Forest densities and volumes are the most principal variables used by forest management and planning. The developed growing stock volume estimation models using RF regression for the forest in the state of Georgia, United States, were examined to explore the variables and the method potentially improve the estimation accuracy. The results of this research showed that using the long Landsat time series (LLTS) for the predictor variables of the estimation model improves the OOB of the estimation by 34.4%. Furthermore, using the bias correction method that attempts to reduce the size of the bias contributes by decreasing the bias in the small volume class and the large volume class. However, incorporation of the ancillary spatial data did not improve the accuracy of the model. Therefore, it is inferred that the ecophisiological variations in each forest are explained better by the variables derive from LTS. As the RF model presented in this research can estimate the growing stock volume of the forest stand with 30 m spatial resolution, it is expected that the data can be used for sub-county areas volume estimations, which is an important functionality for the forest product industry and land owners in the state of Georgia.

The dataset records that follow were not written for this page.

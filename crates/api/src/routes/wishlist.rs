//! Wishlist and the admin change sweeps.

use axum::{
    Json, Router,
    extract::{Path, State},
    routing::{delete, get, post},
};

use emporium_core::ProductId;

use crate::error::Result;
use crate::middleware::{RequireAdmin, RequireUser};
use crate::models::CartView;
use crate::models::wishlist::SweepReport;
use crate::services::wishlist::{AddToWishlist, WishlistService, WishlistView};
use crate::state::AppState;

/// Mounted under `/api/wishlist`.
pub fn router() -> Router<AppState> {
    Router::new()
        .route("/", get(show).delete(clear))
        .route("/items", post(add))
        .route("/items/{product_id}", delete(remove))
        .route("/items/{product_id}/move-to-cart", post(move_to_cart))
}

/// Mounted under `/api/admin/wishlists`.
pub fn admin_router() -> Router<AppState> {
    Router::new()
        .route("/check-prices", post(check_prices))
        .route("/check-stock", post(check_stock))
}

async fn show(RequireUser(user): RequireUser, State(state): State<AppState>) -> Result<Json<WishlistView>> {
    Ok(Json(WishlistService::new(&state).get(user.id).await?))
}

async fn clear(RequireUser(user): RequireUser, State(state): State<AppState>) -> Result<Json<WishlistView>> {
    Ok(Json(WishlistService::new(&state).clear(user.id).await?))
}

async fn add(
    RequireUser(user): RequireUser,
    State(state): State<AppState>,
    Json(body): Json<AddToWishlist>,
) -> Result<Json<WishlistView>> {
    Ok(Json(WishlistService::new(&state).add(user.id, body).await?))
}

async fn remove(
    RequireUser(user): RequireUser,
    State(state): State<AppState>,
    Path(product_id): Path<ProductId>,
) -> Result<Json<WishlistView>> {
    Ok(Json(WishlistService::new(&state).remove(user.id, product_id).await?))
}

async fn move_to_cart(
    RequireUser(user): RequireUser,
    State(state): State<AppState>,
    Path(product_id): Path<ProductId>,
) -> Result<Json<CartView>> {
    let cart = WishlistService::new(&state)
        .move_to_cart(user.id, product_id)
        .await?;
    Ok(Json(cart))
}

async fn check_prices(_admin: RequireAdmin, State(state): State<AppState>) -> Result<Json<SweepReport>> {
    Ok(Json(WishlistService::new(&state).check_price_changes().await?))
}

async fn check_stock(_admin: RequireAdmin, State(state): State<AppState>) -> Result<Json<SweepReport>> {
    Ok(Json(WishlistService::new(&state).check_stock_changes().await?))
}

Finally, to further improve our model in our area of interest, two issues should be addressed. The first issue is the lack of readily available public LiDAR data. As freely available LiDAR data cover only a partial area of Georgia [65], we could not incorporate these data for Georgia. If the availability and coverage of LiDAR were to be improved in the future, it is expected that a better estimation can be made available. The second issue is the inaccessibility of the FIA plot location information. Due to this, we could not inspect the location of the forest, allowing the possibility that some of the sampling plots were located at the edge or outside of the forest stand boundaries.

Author Contributions

Conceptualization, C.J.C.; methodology, C.J.C. and S.O.; software, S.O.; validation, S.O.; formal analysis, S.O.; investigation, S.O.; resources, S.O.; data curation, S.O.; writing—original draft preparation, S.O.; writing—review and editing, C.J.C., R.C.L.III and P.B.; visualization, S.O.; supervision, C.J.C. and P.B.; project administration, C.J.C.; funding acquisition, P.B. All authors have read and agreed to the published version of the manuscript.

Funding

This research was funded by the United States Department of Agriculture, National Institute of Food and Agriculture, McIntire-Stennis project administered by the Warnell School of Forestry, and Natural Resources at the University of Georgia, grant number GEOZ-0195-MS.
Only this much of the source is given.